Stored data entries =
#[cfg(test)]
mod tests {
    use super::*;
    use crate::signal::SampleFormat;

    /// Multiplies every sample by a configured gain. Exercises the component
    /// lifecycle end to end.
    struct GainComponent {
        id: String,
        gain: f32,
        enabled: bool,
        calls: usize,
    }

    impl GainComponent {
        fn boxed(id: &str, gain: f32) -> Box<dyn ProcessingComponent> {
            Box::new(Self { id: id.to_string(), gain, enabled: true, calls: 0 })
        }
    }

    impl ProcessingComponent for GainComponent {
        fn id(&self) -> &str {
            &self.id
        }

        fn name(&self) -> &str {
            "gain"
        }

        fn initialize(&mut self, config: &ComponentConfig) -> Result<()> {
            for (key, value) in config {
                match key.as_str() {
                    "gain" => {
                        self.gain = value.as_f64().ok_or_else(|| {
                            PipelineError::Configuration("gain must be numeric".into())
                        })? as f32;
                    }
                    "enabled" => {
                        self.enabled = value.as_bool().ok_or_else(|| {
                            PipelineError::Configuration("enabled must be a bool".into())
                        })?;
                    }
                    other => {
                        return Err(PipelineError::Configuration(format!(
                            "unknown gain parameter '{other}'"
                        )))
                    }
                }
            }
            Ok(())
        }

        fn process(&mut self, input: Arc<Signal>) -> Result<Arc<Signal>> {
            self.calls += 1;
            let mut out = input.clone_signal();
            let view = out
                .as_f32_mut()
                .ok_or_else(|| PipelineError::Precondition("gain needs ComplexFloat32".into()))?;
            for v in view.iter_mut() {
                *v *= self.gain;
            }
            Ok(Arc::new(out))
        }

        fn reset(&mut self) {
            self.calls = 0;
        }

        fn is_enabled(&self) -> bool {
            self.enabled
        }

        fn set_enabled(&mut self, enabled: bool) {
            self.enabled = enabled;
        }
    }

    fn unit_signal() -> Arc<Signal> {
        let mut s = Signal::new(SampleFormat::ComplexFloat32, 4);
        for v in s.as_f32_mut().unwrap() {
            *v = 1.0;
        }
        Arc::new(s)
    }

    fn three_stage_chain() -> ProcessingChain {
        let mut chain = ProcessingChain::new("test");
        chain.add_component(GainComponent::boxed("a", 2.0)).unwrap();
        chain.add_component(GainComponent::boxed("b", 3.0)).unwrap();
        chain.add_component(GainComponent::boxed("c", 5.0)).unwrap();
        chain.connect("a", "b", "iq").unwrap();
        chain.connect("b", "c", "iq").unwrap();
        chain
    }

    #[test]
    fn duplicate_component_id_rejected() {
        let mut chain = ProcessingChain::new("test");
        chain.add_component(GainComponent::boxed("a", 1.0)).unwrap();
        assert!(chain.add_component(GainComponent::boxed("a", 2.0)).is_err());
    }

    #[test]
    fn cycle_insertion_rolls_back() {
        let mut chain = three_stage_chain();
        let edges_before = chain.edges().len();
        let err = chain.connect("c", "a", "loop");
        assert!(err.is_err());
        assert_eq!(chain.edges().len(), edges_before, "failed edge must not persist");
        // Self-loop is also a cycle
        assert!(chain.connect("a", "a", "self").is_err());
        assert!(chain.validate().is_ok());
    }

    #[test]
    fn linear_chain_applies_all_stages() {
        let mut chain = three_stage_chain();
        let out = chain.process(unit_signal(), None).unwrap();
        let v = out.as_f32().unwrap();
        assert!((v[0] - 30.0).abs() < 1e-6, "2 * 3 * 5 applied, got {}", v[0]);
    }

    #[test]
    fn disabled_component_forwards_input() {
        let mut chain = three_stage_chain();
        // Rebuild b as disabled via config
        chain.remove_component("b").unwrap();
        let b = GainComponent { id: "b".into(), gain: 3.0, enabled: false, calls: 0 };
        chain.add_component(Box::new(b)).unwrap();
        chain.connect("a", "b", "iq").unwrap();
        chain.connect("b", "c", "iq").unwrap();
        let out = chain.process(unit_signal(), None).unwrap();
        let v = out.as_f32().unwrap();
        assert!((v[0] - 10.0).abs() < 1e-6, "only 2 * 5 applied, got {}", v[0]);
    }

    #[test]
    fn diamond_graph_visits_each_component_once() {
        // a → b, a → c, b → d, c → d
        let mut chain = ProcessingChain::new("diamond");
        for (id, gain) in [("a", 2.0), ("b", 1.0), ("c", 1.0), ("d", 3.0)] {
            chain.add_component(GainComponent::boxed(id, gain)).unwrap();
        }
        chain.connect("a", "b", "").unwrap();
        chain.connect("a", "c", "").unwrap();
        chain.connect("b", "d", "").unwrap();
        chain.connect("c", "d", "").unwrap();
        assert_eq!(chain.source_ids(), vec!["a".to_string()]);
        assert_eq!(chain.sink_ids(), vec!["d".to_string()]);
        // d runs once: 2 * 1 * 3 (second path short-circuits at the memo)
        let out = chain.process(unit_signal(), None).unwrap();
        let v = out.as_f32().unwrap();
        assert!((v[0] - 6.0).abs() < 1e-6, "got {}", v[0]);
    }

    #[test]
    fn start_id_overrides_sources() {
        let mut chain = three_stage_chain();
        let out = chain.process(unit_signal(), Some("b")).unwrap();
        let v = out.as_f32().unwrap();
        assert!((v[0] - 15.0).abs() < 1e-6, "3 * 5 from b, got {}", v[0]);
        assert!(chain.process(unit_signal(), Some("nope")).is_err());
    }

    #[test]
    fn component_failure_aborts_traversal() {
        let mut chain = ProcessingChain::new("fail");
        chain.add_component(GainComponent::boxed("a", 2.0)).unwrap();
        // Int16 input makes the gain component fail its precondition
        let bad = Arc::new(Signal::new(SampleFormat::ComplexInt16, 4));
        assert!(chain.process(bad, None).is_err());
    }

    #[test]
    fn reset_clears_component_state() {
        let mut comp = GainComponent { id: "g".into(), gain: 2.0, enabled: true, calls: 0 };
        comp.process(unit_signal()).unwrap();
        comp.process(unit_signal()).unwrap();
        assert_eq!(comp.calls, 2);
        comp.reset();
        assert_eq!(comp.calls, 0);
    }

    #[test]
    fn initialize_validates_config_keys() {
        let mut comp = GainComponent { id: "g".into(), gain: 1.0, enabled: true, calls: 0 };
        let mut cfg = ComponentConfig::new();
        cfg.insert("gain".into(), ConfigValue::Float(4.0));
        assert!(comp.initialize(&cfg).is_ok());
        assert_eq!(comp.gain, 4.0);
        cfg.insert("bogus".into(), ConfigValue::Bool(true));
        assert!(comp.initialize(&cfg).is_err());
    }
}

What is expected =
With no additions or omissions, transcribe every record.

Answer to this exercise =
#[cfg(test)]
mod tests {
    use super::*;
    use crate::signal::SampleFormat;

    /// Multiplies every sample by a configured gain. Exercises the component
    /// lifecycle end to end.
    struct GainComponent {
        id: String,
        gain: f32,
        enabled: bool,
        calls: usize,
    }

    impl GainComponent {
        fn boxed(id: &str, gain: f32) -> Box<dyn ProcessingComponent> {
            Box::new(Self { id: id.to_string(), gain, enabled: true, calls: 0 })
        }
    }

    impl ProcessingComponent for GainComponent {
        fn id(&self) -> &str {
            &self.id
        }

        fn name(&self) -> &str {
            "gain"
        }

        fn initialize(&mut self, config: &ComponentConfig) -> Result<()> {
            for (key, value) in config {
                match key.as_str() {
                    "gain" => {
                        self.gain = value.as_f64().ok_or_else(|| {
                            PipelineError::Configuration("gain must be numeric".into())
                        })? as f32;
                    }
                    "enabled" => {
                        self.enabled = value.as_bool().ok_or_else(|| {
                            PipelineError::Configuration("enabled must be a bool".into())
                        })?;
                    }
                    other => {
                        return Err(PipelineError::Configuration(format!(
                            "unknown gain parameter '{other}'"
                        )))
                    }
                }
            }
            Ok(())
        }

        fn process(&mut self, input: Arc<Signal>) -> Result<Arc<Signal>> {
            self.calls += 1;
            let mut out = input.clone_signal();
            let view = out
                .as_f32_mut()
                .ok_or_else(|| PipelineError::Precondition("gain needs ComplexFloat32".into()))?;
            for v in view.iter_mut() {
                *v *= self.gain;
            }
            Ok(Arc::new(out))
        }

        fn reset(&mut self) {
            self.calls = 0;
        }

        fn is_enabled(&self) -> bool {
            self.enabled
        }

        fn set_enabled(&mut self, enabled: bool) {
            self.enabled = enabled;
        }
    }

    fn unit_signal() -> Arc<Signal> {
        let mut s = Signal::new(SampleFormat::ComplexFloat32, 4);
        for v in s.as_f32_mut().unwrap() {
            *v = 1.0;
        }
        Arc::new(s)
    }

    fn three_stage_chain() -> ProcessingChain {
        let mut chain = ProcessingChain::new("test");
        chain.add_component(GainComponent::boxed("a", 2.0)).unwrap();
        chain.add_component(GainComponent::boxed("b", 3.0)).unwrap();
        chain.add_component(GainComponent::boxed("c", 5.0)).unwrap();
        chain.connect("a", "b", "iq").unwrap();
        chain.connect("b", "c", "iq").unwrap();
        chain
    }

    #[test]
    fn duplicate_component_id_rejected() {
        let mut chain = ProcessingChain::new("test");
        chain.add_component(GainComponent::boxed("a", 1.0)).unwrap();
        assert!(chain.add_component(GainComponent::boxed("a", 2.0)).is_err());
    }

    #[test]
    fn cycle_insertion_rolls_back() {
        let mut chain = three_stage_chain();
        let edges_before = chain.edges().len();
        let err = chain.connect("c", "a", "loop");
        assert!(err.is_err());
        assert_eq!(chain.edges().len(), edges_before, "failed edge must not persist");
        // Self-loop is also a cycle
        assert!(chain.connect("a", "a", "self").is_err());
        assert!(chain.validate().is_ok());
    }

    #[test]
    fn linear_chain_applies_all_stages() {
        let mut chain = three_stage_chain();
        let out = chain.process(unit_signal(), None).unwrap();
        let v = out.as_f32().unwrap();
        assert!((v[0] - 30.0).abs() < 1e-6, "2 * 3 * 5 applied, got {}", v[0]);
    }

    #[test]
    fn disabled_component_forwards_input() {
        let mut chain = three_stage_chain();
        // Rebuild b as disabled via config
        chain.remove_component("b").unwrap();
        let b = GainComponent { id: "b".into(), gain: 3.0, enabled: false, calls: 0 };
        chain.add_component(Box::new(b)).unwrap();
        chain.connect("a", "b", "iq").unwrap();
        chain.connect("b", "c", "iq").unwrap();
        let out = chain.process(unit_signal(), None).unwrap();
        let v = out.as_f32().unwrap();
        assert!((v[0] - 10.0).abs() < 1e-6, "only 2 * 5 applied, got {}", v[0]);
    }

    #[test]
    fn diamond_graph_visits_each_component_once() {
        // a → b, a → c, b → d, c → d
        let mut chain = ProcessingChain::new("diamond");
        for (id, gain) in [("a", 2.0), ("b", 1.0), ("c", 1.0), ("d", 3.0)] {
            chain.add_component(GainComponent::boxed(id, gain)).unwrap();
        }
        chain.connect("a", "b", "").unwrap();
        chain.connect("a", "c", "").unwrap();
        chain.connect("b", "d", "").unwrap();
        chain.connect("c", "d", "").unwrap();
        assert_eq!(chain.source_ids(), vec!["a".to_string()]);
        assert_eq!(chain.sink_ids(), vec!["d".to_string()]);
        // d runs once: 2 * 1 * 3 (second path short-circuits at the memo)
        let out = chain.process(unit_signal(), None).unwrap();
        let v = out.as_f32().unwrap();
        assert!((v[0] - 6.0).abs() < 1e-6, "got {}", v[0]);
    }

    #[test]
    fn start_id_overrides_sources() {
        let mut chain = three_stage_chain();
        let out = chain.process(unit_signal(), Some("b")).unwrap();
        let v = out.as_f32().unwrap();
        assert!((v[0] - 15.0).abs() < 1e-6, "3 * 5 from b, got {}", v[0]);
        assert!(chain.process(unit_signal(), Some("nope")).is_err());
    }

    #[test]
    fn component_failure_aborts_traversal() {
        let mut chain = ProcessingChain::new("fail");
        chain.add_component(GainComponent::boxed("a", 2.0)).unwrap();
        // Int16 input makes the gain component fail its precondition
        let bad = Arc::new(Signal::new(SampleFormat::ComplexInt16, 4));
        assert!(chain.process(bad, None).is_err());
    }

    #[test]
    fn reset_clears_component_state() {
        let mut comp = GainComponent { id: "g".into(), gain: 2.0, enabled: true, calls: 0 };
        comp.process(unit_signal()).unwrap();
        comp.process(unit_signal()).unwrap();
        assert_eq!(comp.calls, 2);
        comp.reset();
        assert_eq!(comp.calls, 0);
    }

    #[test]
    fn initialize_validates_config_keys() {
        let mut comp = GainComponent { id: "g".into(), gain: 1.0, enabled: true, calls: 0 };
        let mut cfg = ComponentConfig::new();
        cfg.insert("gain".into(), ConfigValue::Float(4.0));
        assert!(comp.initialize(&cfg).is_ok());
        assert_eq!(comp.gain, 4.0);
        cfg.insert("bogus".into(), ConfigValue::Bool(true));
        assert!(comp.initialize(&cfg).is_err());
    }
}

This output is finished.